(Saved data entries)
# # #

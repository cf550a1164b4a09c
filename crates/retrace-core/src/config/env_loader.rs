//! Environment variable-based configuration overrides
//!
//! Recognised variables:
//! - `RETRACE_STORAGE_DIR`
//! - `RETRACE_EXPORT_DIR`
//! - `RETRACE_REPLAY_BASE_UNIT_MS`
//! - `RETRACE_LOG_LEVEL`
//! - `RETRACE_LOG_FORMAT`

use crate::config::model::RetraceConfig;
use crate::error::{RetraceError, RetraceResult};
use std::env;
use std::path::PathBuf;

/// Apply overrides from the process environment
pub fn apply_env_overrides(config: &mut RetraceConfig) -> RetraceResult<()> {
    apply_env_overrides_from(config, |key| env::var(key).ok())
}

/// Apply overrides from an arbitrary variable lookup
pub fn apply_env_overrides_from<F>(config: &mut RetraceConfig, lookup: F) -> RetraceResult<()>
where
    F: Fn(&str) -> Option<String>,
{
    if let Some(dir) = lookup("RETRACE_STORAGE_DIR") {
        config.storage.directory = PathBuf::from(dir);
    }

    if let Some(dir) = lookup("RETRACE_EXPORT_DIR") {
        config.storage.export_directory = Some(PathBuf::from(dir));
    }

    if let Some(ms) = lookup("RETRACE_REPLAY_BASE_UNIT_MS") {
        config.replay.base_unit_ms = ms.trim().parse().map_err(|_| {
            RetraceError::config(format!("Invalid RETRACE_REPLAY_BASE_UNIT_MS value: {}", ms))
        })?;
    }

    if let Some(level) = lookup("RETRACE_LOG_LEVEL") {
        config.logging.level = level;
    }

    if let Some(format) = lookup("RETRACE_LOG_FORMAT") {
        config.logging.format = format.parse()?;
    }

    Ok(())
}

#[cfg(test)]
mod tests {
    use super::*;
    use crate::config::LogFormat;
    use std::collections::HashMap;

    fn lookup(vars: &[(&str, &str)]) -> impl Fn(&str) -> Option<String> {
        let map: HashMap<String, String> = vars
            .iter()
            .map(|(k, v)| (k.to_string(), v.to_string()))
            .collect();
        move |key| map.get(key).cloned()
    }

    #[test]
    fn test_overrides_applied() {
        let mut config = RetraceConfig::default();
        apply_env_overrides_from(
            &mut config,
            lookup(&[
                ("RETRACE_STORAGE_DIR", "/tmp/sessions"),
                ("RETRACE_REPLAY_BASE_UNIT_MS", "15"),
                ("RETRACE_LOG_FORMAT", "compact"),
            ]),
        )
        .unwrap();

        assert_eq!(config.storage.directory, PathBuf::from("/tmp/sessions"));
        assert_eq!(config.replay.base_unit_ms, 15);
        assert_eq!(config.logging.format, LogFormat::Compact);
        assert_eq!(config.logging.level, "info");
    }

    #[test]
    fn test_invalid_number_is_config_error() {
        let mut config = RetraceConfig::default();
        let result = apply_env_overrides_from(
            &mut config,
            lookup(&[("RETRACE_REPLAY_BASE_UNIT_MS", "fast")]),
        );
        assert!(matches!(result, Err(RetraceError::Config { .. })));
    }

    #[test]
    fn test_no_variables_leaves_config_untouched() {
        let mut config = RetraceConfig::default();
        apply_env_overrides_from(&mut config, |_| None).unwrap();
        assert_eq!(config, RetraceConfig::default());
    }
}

# # #

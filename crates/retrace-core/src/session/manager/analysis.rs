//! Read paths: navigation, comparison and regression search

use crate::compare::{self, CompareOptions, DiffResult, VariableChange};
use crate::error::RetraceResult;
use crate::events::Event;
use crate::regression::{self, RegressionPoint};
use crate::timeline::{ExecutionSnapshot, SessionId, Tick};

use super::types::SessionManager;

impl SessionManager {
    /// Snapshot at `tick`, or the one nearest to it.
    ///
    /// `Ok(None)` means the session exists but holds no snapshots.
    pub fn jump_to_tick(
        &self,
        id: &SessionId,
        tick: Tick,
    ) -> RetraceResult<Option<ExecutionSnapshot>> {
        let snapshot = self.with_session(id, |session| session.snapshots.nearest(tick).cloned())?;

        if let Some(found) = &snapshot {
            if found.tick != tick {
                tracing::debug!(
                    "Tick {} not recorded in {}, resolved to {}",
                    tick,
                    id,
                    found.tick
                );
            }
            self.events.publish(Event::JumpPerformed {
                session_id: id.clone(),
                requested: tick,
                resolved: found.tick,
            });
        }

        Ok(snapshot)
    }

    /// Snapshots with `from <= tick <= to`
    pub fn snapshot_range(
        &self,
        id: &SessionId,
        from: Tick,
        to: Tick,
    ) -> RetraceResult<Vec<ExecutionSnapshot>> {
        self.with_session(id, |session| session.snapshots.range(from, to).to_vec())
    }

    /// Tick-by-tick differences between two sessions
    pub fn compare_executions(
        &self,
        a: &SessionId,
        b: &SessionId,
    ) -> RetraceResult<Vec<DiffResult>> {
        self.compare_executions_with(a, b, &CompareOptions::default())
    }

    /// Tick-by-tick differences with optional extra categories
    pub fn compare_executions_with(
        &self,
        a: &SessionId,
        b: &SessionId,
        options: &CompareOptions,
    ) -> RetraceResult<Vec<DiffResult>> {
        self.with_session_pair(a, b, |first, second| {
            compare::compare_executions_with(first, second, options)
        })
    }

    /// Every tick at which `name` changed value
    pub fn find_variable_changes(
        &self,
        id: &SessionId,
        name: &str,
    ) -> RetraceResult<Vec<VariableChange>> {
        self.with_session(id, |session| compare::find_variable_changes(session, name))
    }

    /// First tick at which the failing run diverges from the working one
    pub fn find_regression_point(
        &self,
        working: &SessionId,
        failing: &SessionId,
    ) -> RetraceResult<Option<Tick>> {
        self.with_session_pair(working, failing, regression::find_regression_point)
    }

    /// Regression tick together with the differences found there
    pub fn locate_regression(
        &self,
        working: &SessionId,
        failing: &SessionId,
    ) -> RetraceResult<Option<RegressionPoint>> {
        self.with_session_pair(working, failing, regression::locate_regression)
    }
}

# # #

Go through the entries and copy every line with "VariableChange".

use crate::compare::{self, CompareOptions, DiffResult, VariableChange};
    ) -> RetraceResult<Vec<VariableChange>> {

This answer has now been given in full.